Of course I have so many strengths that this post could be TEN KILOMETRES LONG. But I’ll spare you. I’ll just list the basics and you can thank your royal majesty (me) later.
- I’M FREAKISHLY FANTASTIC AT WITTY DIALOGUE. Although this is a bit of a spiky rose bush, because I can’t write witty dialogue if I overthink it. I CAN’T. I have so many un-funny abandoned drafts, it’s mortifying. If I ever die unexpectedly, the minions have been told to burn all my old books least someone find them and laugh and laugh and laugh. AHEM. But I digress. I’m quite funny when I write most of the time. Honest.
- I HAVE MADE MANY READERS CRY. Okay. I’ve made, maybe, 3 of them cry. I also only have 3 readers. BUT SHH. Let’s not let details get in the way of a good story! Let’s just assume EVERYONE who reads my books ends up crying. Sobbing, actually. Begging me for mercy. Your emotions are in my control. Mwhaha hahaha…. Ahem.
- I DON’T SPARE MY CHARACTERS. You know happy endings? Bah. Suspicious little monsters. I like realistic endings and plenty of mortalities. And no mater how much I really really like a character…I will kill my darlings. Speaking of killing darlings…
- I KNOW HOW TO EDIT LIKE A GIRAFFE EATING AN ACACIA TREE. Okay, that doesn’t even make sense. But stay with me now. I’m a really brutal editor. I don’t let scenes get by without hacking them down. I don’t let useless or “pretty” words skulk across my page. BURN THEM ALL. (It can be scary to be around me when I’m editing, to be honest.) Minimalistic writing? I am your queen.
- I’M REALLY RATHER CREATIVE. What? How can we talk about “strengths” without mentioning how awesome my imagination is? (I’m humble and proud of it.) I come up with a lot of plot lines and I’m fond of them all. Although that’s a problem, because you try being fond of 49 books and then having to choose which one to pay attention to. It’s like feeing one piranha and swimming frantically away from the rest.
I think recognising one’s strengths and weaknesses can be important — but I also don’t always think it’s something to be hung up over. Authors get known for their brilliance in different areas!

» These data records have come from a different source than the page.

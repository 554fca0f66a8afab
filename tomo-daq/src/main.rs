//! # Run tomography measurements
//!
//! Resolve the tomography channels of the loaded
//! fabric build, configure one of them, run a number
//! of cycles and collect the decoded events.
//!
//! With `--simulate` everything runs on an emulated
//! fabric, either built after `--description` or a
//! demo build.
//!
use std::fs::File;
use std::io::BufWriter;
use std::path::PathBuf;
use std::process::exit;
use std::sync::Arc;
use std::sync::atomic::{
    AtomicBool,
    Ordering,
};
use std::time::{
    Duration,
    Instant,
};

use indicatif::{
    ProgressBar,
    ProgressStyle,
};

#[macro_use] extern crate log;

extern crate clap;
use clap::Parser;

use tomo_lib::settings::TomoSettings;
use tomo_lib::NetlistGraph;

use tomo_daq::memory::DevMemPlatform;
use tomo_daq::sim::{
    demo_description,
    spawn_emulators,
    SimBehaviour,
    SimPlatform,
    SimTomography,
};
use tomo_daq::{
    ChannelRegistry,
    ChannelState,
    CycleBatch,
};

#[derive(Parser, Debug)]
#[command(author = "tomography daq", version, about, long_about = None)]
struct Args {
  /// Settings file (toml). Without it, the defaults
  /// are used
  #[arg(short, long)]
  config : Option<String>,
  /// Hardware description (json) of the loaded build.
  /// Overrides the one from the settings
  #[arg(short, long)]
  description : Option<PathBuf>,
  /// Use the emulated fabric instead of /dev/mem
  #[arg(long, default_value_t = false)]
  simulate : bool,
  /// Number of channels of the demo build, if
  /// simulating without a description
  #[arg(long, default_value_t = 2)]
  sim_channels : usize,
  /// Index of the channel to run
  #[arg(long, default_value_t = 0)]
  channel : usize,
  /// Number of cycles to run
  #[arg(short, long)]
  nevents : Option<u32>,
  /// Rising half of the ramp, triggers are taken here
  #[arg(long)]
  rise_time_ms : Option<f64>,
  #[arg(long)]
  fall_time_ms : Option<f64>,
  /// Ramp amplitude as fraction of full scale
  #[arg(long)]
  max_scale : Option<f64>,
  #[arg(long)]
  trigger_rate : Option<f64>,
  /// Decision threshold as fraction of full scale
  #[arg(long)]
  threshold : Option<f64>,
  /// Give up if no cycle arrives for this long
  #[arg(long, default_value_t = 5000)]
  item_timeout_ms : u64,
  /// List the resolved channels and exit
  #[arg(long, default_value_t = false)]
  list : bool,
  /// Show a progress bar for the received cycles
  #[arg(long, default_value_t = false)]
  show_progress : bool,
  /// Write the effective settings to this file and exit
  #[arg(long)]
  write_config : Option<String>,
  /// Write all received cycles as json to this file
  #[arg(short, long)]
  output : Option<PathBuf>,
}

fn main() {
  tomo_lib::init_env_logger();
  let args = Args::parse();

  let mut settings = match &args.config {
    None => TomoSettings::new(),
    Some(config) => {
      match TomoSettings::from_toml(config) {
        Err(err) => {
          error!("Unable to read settings from {}! {}", config, err);
          exit(1);
        }
        Ok(settings) => settings
      }
    }
  };
  if let Some(desc) = &args.description {
    settings.description_path = desc.clone();
  }
  if let Some(rise) = args.rise_time_ms {
    settings.waveform.rise_time_ms = rise;
  }
  if let Some(fall) = args.fall_time_ms {
    settings.waveform.fall_time_ms = fall;
  }
  if let Some(scale) = args.max_scale {
    settings.waveform.max_scale = scale;
  }
  if let Some(rate) = args.trigger_rate {
    settings.waveform.trigger_rate_hz = rate;
  }
  if let Some(threshold) = args.threshold {
    settings.waveform.threshold = threshold;
  }
  if let Some(cycles) = args.nevents {
    settings.waveform.cycles = cycles;
  }
  if let Some(fname) = &args.write_config {
    match settings.to_toml(fname.clone()) {
      Err(err) => {
        error!("Unable to write settings! {}", err);
        exit(1);
      }
      Ok(_) => {
        println!("=> Settings written to {}", fname);
        exit(0);
      }
    }
  }

  println!("-----------------------------------------------");
  println!(" ** tomo-daq *****");
  println!(" .. acquisition for the tomography channels");
  if args.simulate {
    println!(" .. running on the EMULATED fabric");
  }
  println!("-----------------------------------------------");

  // the description comes from the file, unless we
  // simulate without one
  let graph = if args.simulate && args.description.is_none() {
    NetlistGraph::from_description(&demo_description(args.sim_channels.min(4)))
  } else {
    NetlistGraph::from_json_file(&settings.description_path)
  };
  let graph = match graph {
    Err(err) => {
      error!("Unable to load the hardware description! {}", err);
      exit(1);
    }
    Ok(graph) => graph
  };

  // the emulators have to outlive the registry
  let (registry, _emulators) = if args.simulate {
    let platform  = Arc::new(SimPlatform::new());
    let emulators = match spawn_emulators(&graph, &platform, SimBehaviour::new()) {
      Err(err) => {
        error!("Unable to set up the emulated fabric! {}", err);
        exit(1);
      }
      Ok(emulators) => emulators
    };
    (ChannelRegistry::resolve(&graph, platform.as_ref(), &settings.engine), emulators)
  } else {
    let platform = DevMemPlatform::new(&settings.mem_device, settings.dma_pool);
    (ChannelRegistry::resolve(&graph, &platform, &settings.engine), Vec::<SimTomography>::new())
  };
  let registry = match registry {
    Err(err) => {
      error!("Unable to resolve the tomography channels! {}", err);
      exit(1);
    }
    Ok(registry) => registry
  };

  if args.list {
    println!("{}", registry.describe());
    return;
  }

  let channel  = args.channel;
  let waveform = settings.waveform;
  let setup = registry.configure(channel,
                                 waveform.rise_time_ms,
                                 waveform.fall_time_ms,
                                 waveform.max_scale,
                                 waveform.trigger_rate_hz)
    .and_then(|_| registry.set_threshold(channel, waveform.threshold));
  match setup {
    Err(err) => {
      error!("Unable to configure channel {}! {}", channel, err);
      exit(1);
    }
    Ok(_) => info!("Channel {} configured", channel)
  }

  let terminate = Arc::new(AtomicBool::new(false));
  match signal_hook::flag::register(signal_hook::consts::SIGINT, Arc::clone(&terminate)) {
    Err(err) => warn!("Unable to install the Ctrl-C handler! {}", err),
    Ok(_)    => ()
  }

  let bar = if args.show_progress {
    let bar = ProgressBar::new(waveform.cycles as u64);
    let template = "[{elapsed_precise}] {prefix} {msg} {spinner} {bar:60.red/grey} {pos:>7}/{len:7}";
    match ProgressStyle::with_template(template) {
      Err(err) => warn!("Unable to set progressbar style! {}", err),
      Ok(style) => bar.set_style(style)
    }
    bar.set_prefix("\u{2728}");
    bar.set_message("CYCLES");
    bar
  } else {
    ProgressBar::hidden()
  };

  if let Err(err) = registry.start(channel, waveform.cycles) {
    error!("Unable to start channel {}! {}", channel, err);
    exit(1);
  }
  let item_timeout   = Duration::from_millis(args.item_timeout_ms);
  let slice          = Duration::from_millis(200);
  let mut batches    = Vec::<CycleBatch>::new();
  let mut last_data  = Instant::now();
  let mut failed     = false;
  while batches.len() < waveform.cycles as usize {
    if terminate.load(Ordering::SeqCst) {
      warn!("Interrupted, stopping channel {}", channel);
      break;
    }
    match registry.poll(channel, Some(slice), slice) {
      Err(err) => {
        error!("Acquisition failed! {}", err);
        failed = true;
        break;
      }
      Ok(new_batches) => {
        if !new_batches.is_empty() {
          last_data = Instant::now();
          bar.inc(new_batches.len() as u64);
          for batch in &new_batches {
            debug!("{}", batch);
          }
          batches.extend(new_batches);
          continue;
        }
      }
    }
    match registry.is_active(channel) {
      Ok(true)  => (),
      Ok(false) => {
        // the worker may have sent more after the last poll
        match registry.poll(channel, Some(slice), Duration::from_millis(10)) {
          Err(err) => {
            error!("Acquisition failed! {}", err);
            failed = true;
          }
          Ok(rest) => {
            bar.inc(rest.len() as u64);
            batches.extend(rest);
          }
        }
        info!("Channel {} is {}, nothing more to collect", channel,
              registry.state(channel).unwrap_or(ChannelState::Error));
        break;
      }
      Err(err) => {
        error!("{}", err);
        break;
      }
    }
    if last_data.elapsed() > item_timeout {
      warn!("No data from channel {} for {:?}, giving up", channel, item_timeout);
      break;
    }
  }
  if let Err(err) = registry.stop(channel) {
    error!("Unable to stop channel {}! {}", channel, err);
  }
  bar.finish();

  let n_events : usize = batches.iter().map(|b| b.records.len()).sum();
  println!("=> Received {} cycles with {} events", batches.len(), n_events);
  for batch in &batches {
    println!("   {}", batch);
  }
  if let Some(path) = &args.output {
    let written = File::create(path)
      .map_err(|err| err.to_string())
      .and_then(|f| serde_json::to_writer_pretty(BufWriter::new(f), &batches)
                                  .map_err(|err| err.to_string()));
    match written {
      Err(err) => error!("Unable to write {}! {}", path.display(), err),
      Ok(_)    => println!("=> Cycles written to {}", path.display())
    }
  }
  registry.stop_all();
  drop(registry);
  if failed {
    exit(1);
  }
}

I love John Green’s books for his characters NOT his plots. I love Sally Green for her writing NOT her originality. I love Maggie Stiefvater for…everything. Ugh. She’s one of those all-round-sickeningly-talented authors, but let’s not get into that now.
We can always improve! YES. But I believe it’s also okay to have specific strengths. I don’t think any part of your writing should be allowed to flob around uselessly — but if you struggle with epic, twisty plots but you’ve got the most fabulous characters ever? I think you can be proud of that and NOT bust your braincells and hope and self-esteem trying to be a perfect plot writer if it’s not your thing.
I’m a plot writer. I hope I have spectacular characters who are funny and intriguing and relatable, but I’m pretty sure my forte is in an interesting story line. I’m definitely working on being better at characters though because — hello! They’re literally the LIFE of the party.